Hale v. Hale

Annotate this Case

68 So. 2d 63 (1953)


6 Div. 546.

Supreme Court of Alabama.

November 5, 1953.

Roger F. Rice, Birmingham, for appellant.

Marvin H. Galin, Cullman, for appellee.

STAKELY, Justice.

This is an appeal from a decree of the equity court modifying a decree of divorce dated June 30, 1952, with respect to the custody and control of minor children of the parties. The children are Julia Ann Hale and Janice Hale. They are eight years old and four years old respectively. The decree of June 30, 1952, granted a divorce to Freida Hale from Hershall Hale. In this decree the custody and control of *64 the minor children was awarded to the father Hershall Hale with the right of visitation to the mother. The decree further provided that the mother shall have the right to have the children visit with her each alternating week-end from noon Saturday to 6:00 p. m. Sunday.

After the witnesses testified orally before the court, the court entered a decree modifying the decree of June 30, 1952, so as to provide that the care, custody and control of the minor children was awarded to the father Hershall Hale during the school months with the right of visitation to the mother, while the care, custody and control of the minor children was awarded to the mother during school vacation months with the right of visitation to the father.

Each case of the kind now under consideration must rest upon its own facts and circumstances with, of course, the principle always in mind that the welfare of the child is of paramount importance. James v. James, 242 Ala. 140, 5 So. 2d 616; Hammac v. Hammac, 246 Ala. 111, 19 So. 2d 392. And of course the burden is on the petitioner to show a change of conditions which would justify a change of the original decree. Wheeler v. Kelley, 255 Ala. 614, 52 So. 2d 700; White v. White, 247 Ala. 405, 24 So. 2d 763.

No good purpose can be served here by setting out the evidence in detail. It is sufficient to say that we have studied the evidence with great care as it is always our desire to do our best for the children that come before us in proceedings of this kind. While there are conflicts in the evidence, in brief, it may be said that although the original decree of divorce was granted to the wife, the care, custody and control of the minor children was given to the father. Since that time he has cared for them in the home of his parents in Cullman County, Alabama. This home is a home equal to the average of such homes and is situated several miles out in the country from Cullman. The father is a farmer and is engaged with his father in farming the land on which the home is situated. As a result the children have had sufficient food and clothing and there appears to be no doubt of their affection for the father and his affection for them. To this may be added the affection of the children for the grandparents and their affection for their grandchildren. The house is perhaps overcrowded and does not have modern facilities, but we do not find that the children have suffered from these conditions. The eldest child attends school and to do so walks about one-half mile to reach the school bus in good weather and is carried to the school in bad weather in an automobile which is owned by the father. The eldest child testified in the case and while her testimony should be discounted because of her tender age, she did not appear to show that she had a greater affection for one of her parents over the other. She seemed to love both of them.

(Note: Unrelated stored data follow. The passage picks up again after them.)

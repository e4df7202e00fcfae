use std::cell::Cell;
use std::rc::Rc;
use std::time::Instant;

/// Monotonic time source in milliseconds.
pub trait Clock {
    /// Current time in milliseconds. Only differences between readings are meaningful.
    fn now_ms(&self) -> f64;
}

/// Wall-clock time measured from construction.
#[derive(Clone, Copy, Debug)]
pub struct SystemClock {
    origin: Instant,
}

impl SystemClock {
    /// Start a clock at zero.
    pub fn new() -> Self {
        Self {
            origin: Instant::now(),
        }
    }
}

impl Default for SystemClock {
    fn default() -> Self {
        Self::new()
    }
}

impl Clock for SystemClock {
    fn now_ms(&self) -> f64 {
        self.origin.elapsed().as_secs_f64() * 1000.0
    }
}

/// Manually stepped clock. Clones share the same time, so a host can keep one handle and give
/// another to the controller.
#[derive(Clone, Debug, Default)]
pub struct ManualClock {
    now: Rc<Cell<f64>>,
}

impl ManualClock {
    /// Clock starting at 0 ms.
    pub fn new() -> Self {
        Self::default()
    }

    /// Move time forward by `ms` (negative or non-finite steps are ignored).
    pub fn advance_ms(&self, ms: f64) {
        if ms.is_finite() && ms > 0.0 {
            self.now.set(self.now.get() + ms);
        }
    }

    /// Jump to an absolute time.
    pub fn set_ms(&self, ms: f64) {
        self.now.set(ms);
    }
}

impl Clock for ManualClock {
    fn now_ms(&self) -> f64 {
        self.now.get()
    }
}

#[cfg(test)]
#[path = "../../tests/unit/animation/clock.rs"]
mod tests;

According to the allegations of the petition for modification the mother was forced to leave the children with the father when the decree of divorce was granted, because she was without funds with which to care for them. We are inclined to believe from the evidence that while she procured the divorce, she had become dissatisfied with life on the farm in Cullman County. She went on Birmingham, Alabama, where in the course of time she married her present husband, Cecil Shults. This is his fifth marriage. Fredia Hale Shults now lives with her husband in Tarrant City, Alabama. They have an apartment with modern facilities, with ample accommodations for the children. He earns about $70 per week. The children visit their mother from time to time and there is no doubt of her affection for them or their affection for her. Furthermore there are schools and churches in the area in which she lives.

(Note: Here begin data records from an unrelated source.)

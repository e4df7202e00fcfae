use crate::{
    animation::{
        clock::Clock,
        restart::{RestartListener, RestartSignal},
        scheduler::{FrameHandle, FrameScheduler},
    },
    effects::{
        glow::{draw_glow_outline, draw_glow_segment},
        sparkle::{DEFAULT_SPARKLES, draw_sparkles},
    },
    foundation::error::NeonResult,
    geometry::heart::{HeartLayout, HeartOutline},
    render::surface::Surface,
};

/// Glow intensity used while the outline is being revealed.
pub const DRAW_INTENSITY: f64 = 1.2;

/// Idle pulse: `1 + 0.4 sin(elapsed / 500)`.
pub fn pulse_intensity(elapsed_ms: f64) -> f64 {
    1.0 + 0.4 * (elapsed_ms / 500.0).sin()
}

/// Where the controller is in its run.
#[derive(Clone, Copy, Debug, PartialEq, serde::Serialize, serde::Deserialize)]
#[serde(tag = "phase", rename_all = "snake_case")]
pub enum AnimationPhase {
    /// No run in progress; nothing is scheduled.
    Uninitialized,
    /// Revealing the outline; `next_segment` is drawn on the next frame.
    Drawing {
        /// Index of the segment the next frame draws.
        next_segment: usize,
    },
    /// Outline complete, pulsing with sparkles.
    Idle {
        /// Clock reading when the last segment was drawn.
        started_ms: f64,
    },
}

/// What one frame callback did.
#[derive(Clone, Copy, Debug, PartialEq)]
pub enum FrameOutcome {
    /// Drew one more segment of the outline.
    Drew {
        /// Segment index drawn this frame.
        segment: usize,
        /// Progress after this frame, in `[0, 100]`.
        progress: f64,
    },
    /// Drew the last segment and entered the idle phase.
    Completed {
        /// Always 100.
        progress: f64,
    },
    /// Redrew the whole heart for the idle pulse.
    Pulsed {
        /// Glow intensity used for this frame.
        intensity: f64,
        /// Milliseconds since the idle phase began.
        elapsed_ms: f64,
    },
    /// A queued restart was performed instead of drawing.
    Restarted,
    /// The handle was not the pending one; nothing happened.
    Stale,
}

/// Drives the draw-then-pulse animation on a [`Surface`].
///
/// The controller owns at most one pending frame handle at any time. The host delivers due
/// handles to [`AnimationController::on_frame`]; anything else is treated as stale.
pub struct AnimationController<S: Surface, F: FrameScheduler, C: Clock> {
    surface: S,
    scheduler: F,
    clock: C,
    phase: AnimationPhase,
    outline: Option<HeartOutline>,
    progress: f64,
    complete: bool,
    pending: Option<FrameHandle>,
    restart: RestartListener,
    runs: u64,
}

impl<S: Surface, F: FrameScheduler, C: Clock> AnimationController<S, F, C> {
    /// Controller in the `Uninitialized` phase. Call [`Self::start`] once the surface is ready.
    pub fn new(surface: S, scheduler: F, clock: C) -> Self {
        Self {
            surface,
            scheduler,
            clock,
            phase: AnimationPhase::Uninitialized,
            outline: None,
            progress: 0.0,
            complete: false,
            pending: None,
            restart: RestartListener::new(),
            runs: 0,
        }
    }

    /// Begin the first run. A controller that is already running is left untouched.
    ///
    /// Returns whether a run is in progress afterwards. A surface that cannot be acquired is
    /// skipped without error and the controller stays `Uninitialized`.
    #[tracing::instrument(level = "debug", skip(self))]
    pub fn start(&mut self) -> bool {
        if self.phase != AnimationPhase::Uninitialized {
            tracing::debug!(phase = ?self.phase, "start ignored: already running");
            return true;
        }
        self.begin_run()
    }

    /// Cancel the current run and start drawing a fresh outline from segment 0.
    #[tracing::instrument(level = "debug", skip(self))]
    pub fn restart(&mut self) -> bool {
        tracing::info!(previous = ?self.phase, "restarting animation");
        self.begin_run()
    }

    /// Cancel the pending frame and return to `Uninitialized`.
    pub fn dispose(&mut self) {
        self.cancel_pending();
        self.phase = AnimationPhase::Uninitialized;
        self.outline = None;
        self.progress = 0.0;
        self.complete = false;
    }

    /// Trigger that queues a restart, for wiring to a UI control.
    ///
    /// Activations take effect on the controller's thread: hosts call [`Self::process_events`]
    /// before delivering the next due frame, which cancels the pending frame and starts over.
    /// A frame delivered without that call still drains the queue first.
    pub fn subscribe_restart(&self) -> RestartSignal {
        self.restart.subscribe()
    }

    /// Drain queued restart activations; restarts once if any arrived.
    pub fn process_events(&mut self) -> bool {
        let fired = self.restart.drain();
        if fired == 0 {
            return false;
        }
        tracing::debug!(fired, "restart requested");
        self.restart();
        true
    }

    /// Scheduler callback entry point.
    pub fn on_frame(&mut self, handle: FrameHandle) -> FrameOutcome {
        if self.pending != Some(handle) {
            tracing::trace!(handle = handle.id(), "ignoring stale frame");
            return FrameOutcome::Stale;
        }
        self.pending = None;

        if self.process_events() {
            return FrameOutcome::Restarted;
        }

        match self.phase {
            AnimationPhase::Uninitialized => FrameOutcome::Stale,
            AnimationPhase::Drawing { next_segment } => self.draw_frame(next_segment),
            AnimationPhase::Idle { started_ms } => self.idle_frame(started_ms),
        }
    }

    /// Forward a new logical size and pixel ratio to the surface.
    ///
    /// The outline keeps its geometry until the next restart. When the surface rejects the new
    /// size or loses its drawing context, the run is disposed so nothing stays scheduled.
    pub fn resize(&mut self, width: f64, height: f64, dpr: f64) -> NeonResult<()> {
        if let Err(err) = self.surface.resize(width, height, dpr) {
            tracing::debug!(%err, width, height, dpr, "resize failed, disposing run");
            self.dispose();
            return Err(err);
        }
        if self.phase != AnimationPhase::Uninitialized {
            self.surface.clear();
            self.surface.present();
        }
        tracing::debug!(width, height, dpr, "surface resized");
        Ok(())
    }

    /// Current phase.
    pub fn phase(&self) -> AnimationPhase {
        self.phase
    }

    /// Reveal progress in `[0, 100]`.
    pub fn progress(&self) -> f64 {
        self.progress
    }

    /// Whether the outline has been fully drawn in the current run.
    pub fn is_complete(&self) -> bool {
        self.complete
    }

    /// Outline of the current run, if any.
    pub fn outline(&self) -> Option<&HeartOutline> {
        self.outline.as_ref()
    }

    /// The single frame handle this controller is waiting on.
    pub fn pending_frame(&self) -> Option<FrameHandle> {
        self.pending
    }

    /// Number of runs started so far (including restarts).
    pub fn runs(&self) -> u64 {
        self.runs
    }

    /// The drawing surface.
    pub fn surface(&self) -> &S {
        &self.surface
    }

    /// The frame scheduler.
    pub fn scheduler(&self) -> &F {
        &self.scheduler
    }

    /// Mutable access to the scheduler, for hosts that pump it.
    pub fn scheduler_mut(&mut self) -> &mut F {
        &mut self.scheduler
    }

    /// The time source.
    pub fn clock(&self) -> &C {
        &self.clock
    }

    fn begin_run(&mut self) -> bool {
        self.dispose();

        if let Err(err) = self.surface.acquire() {
            tracing::debug!(%err, "surface unavailable, skipping run");
            return false;
        }
        self.surface.clear();
        self.surface.present();

        let (width, height) = self.surface.logical_size();
        let outline = HeartLayout::for_surface(width, height).outline();
        tracing::debug!(
            width,
            height,
            segments = outline.segment_count(),
            "outline generated"
        );

        self.outline = Some(outline);
        self.phase = AnimationPhase::Drawing { next_segment: 0 };
        self.runs += 1;
        self.request_frame();
        true
    }

    fn draw_frame(&mut self, segment: usize) -> FrameOutcome {
        let Some(outline) = self.outline.as_ref() else {
            return FrameOutcome::Stale;
        };
        let total = outline.segment_count();
        if let Some((p1, p2)) = outline.segment(segment) {
            draw_glow_segment(&mut self.surface, p1, p2, DRAW_INTENSITY);
        }
        self.surface.present();

        let drawn = (segment + 1).min(total);
        self.progress = if total == 0 {
            100.0
        } else {
            drawn as f64 * 100.0 / total as f64
        };

        if drawn >= total {
            let started_ms = self.clock.now_ms();
            self.phase = AnimationPhase::Idle { started_ms };
            self.complete = true;
            tracing::debug!(started_ms, "outline complete, entering idle");
            self.request_frame();
            FrameOutcome::Completed {
                progress: self.progress,
            }
        } else {
            self.phase = AnimationPhase::Drawing {
                next_segment: segment + 1,
            };
            self.request_frame();
            FrameOutcome::Drew {
                segment,
                progress: self.progress,
            }
        }
    }

    fn idle_frame(&mut self, started_ms: f64) -> FrameOutcome {
        let Some(outline) = self.outline.as_ref() else {
            return FrameOutcome::Stale;
        };
        let elapsed_ms = (self.clock.now_ms() - started_ms).max(0.0);
        let intensity = pulse_intensity(elapsed_ms);

        self.surface.clear();
        draw_glow_outline(&mut self.surface, outline, intensity);
        draw_sparkles(&mut self.surface, outline, elapsed_ms, DEFAULT_SPARKLES);
        self.surface.present();

        self.request_frame();
        FrameOutcome::Pulsed {
            intensity,
            elapsed_ms,
        }
    }

    fn request_frame(&mut self) {
        self.cancel_pending();
        self.pending = Some(self.scheduler.request_frame());
    }

    fn cancel_pending(&mut self) {
        if let Some(handle) = self.pending.take() {
            self.scheduler.cancel(handle);
        }
    }
}

impl<S: Surface, F: FrameScheduler, C: Clock> Drop for AnimationController<S, F, C> {
    fn drop(&mut self) {
        self.cancel_pending();
    }
}

#[cfg(test)]
#[path = "../../tests/unit/animation/controller.rs"]
mod tests;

There is some evidence tending to show some delinquencies on her part when the marriage with her former husband was breaking up, but this evidence does not appear to be convincing and evidently had no weight with the court, since the court did make a modification of its original decree.

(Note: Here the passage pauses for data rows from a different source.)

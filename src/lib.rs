//! neon-heart draws an animated neon heart greeting.
//!
//! A parametric heart outline is revealed one segment per frame with a multi-pass glow, then the
//! finished heart pulses and sparkles until a restart. The pieces are:
//!
//! - [`generate_heart_outline`] and [`HeartLayout`] for the geometry
//! - [`draw_glow_segment`] and [`draw_sparkles`] for the effects, drawn on any [`Surface`]
//! - [`AnimationController`], driven by a [`FrameScheduler`] and a [`Clock`]
//! - [`CpuSurface`] and [`Recorder`] to render frames offline into a [`FrameSink`]
#![forbid(unsafe_code)]
#![deny(missing_docs)]

mod foundation;

pub(crate) mod animation;
pub(crate) mod effects;
/// Frame sinks (in-memory, PNG sequence, MP4 via `ffmpeg`).
pub mod encode;
pub(crate) mod geometry;
pub(crate) mod render;
pub(crate) mod session;

pub use crate::foundation::core::{Affine, Fps, FrameIndex, Point, Rect, Rgba8, Size, Vec2};
pub use crate::foundation::error::{NeonError, NeonResult};

pub use crate::animation::clock::{Clock, ManualClock, SystemClock};
pub use crate::animation::controller::{
    AnimationController, AnimationPhase, DRAW_INTENSITY, FrameOutcome, pulse_intensity,
};
pub use crate::animation::restart::RestartSignal;
pub use crate::animation::scheduler::{FrameHandle, FrameScheduler, ManualScheduler};
pub use crate::effects::glow::{
    GLOW_PASS_COUNT, draw_glow_outline, draw_glow_segment, glow_passes,
};
pub use crate::effects::sparkle::{
    DEFAULT_SPARKLES, SPARKLE_RAYS, Sparkle, draw_sparkles, sparkle_at,
};
pub use crate::encode::ffmpeg::{FfmpegSink, FfmpegSinkOpts};
pub use crate::encode::png::{PngSequenceSink, write_png};
pub use crate::encode::sink::{FrameSink, InMemorySink, SinkConfig};
pub use crate::geometry::heart::{
    DEFAULT_STEPS, HeartLayout, HeartOutline, generate_heart_outline, heart_point,
};
pub use crate::render::backend::FrameRGBA;
pub use crate::render::cpu::{CpuSurface, CpuSurfaceOpts};
pub use crate::render::recording::{DrawOp, RecordingSurface};
pub use crate::render::style::{FillStyle, LineCap, LineJoin, Shadow, StrokeStyle};
pub use crate::render::surface::Surface;
pub use crate::session::recorder::{RecordStats, Recorder, RecorderOpts};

We feel that in a case of this kind the trial judge has a peculiar advantage in *65 making a decision in the case, because he is able to see and hear and observe the witnesses and parties in person. It is a familiar rule that we will not disturb a decree of the trial court, where the witnesses testify orally before the court, unless we are satisfied that the decree of the court is palpably wrong. We are not so satisfied in this case after a careful study of the record. Accordingly we are not willing to disturb the decree of the court. Tsimpides v. Tsimpides, 241 Ala. 46, 1 So. 2d 17.

The decree of the lower court is affirmed.


LIVINGSTON, C. J., and LAWSON and MERRILL, JJ., concur.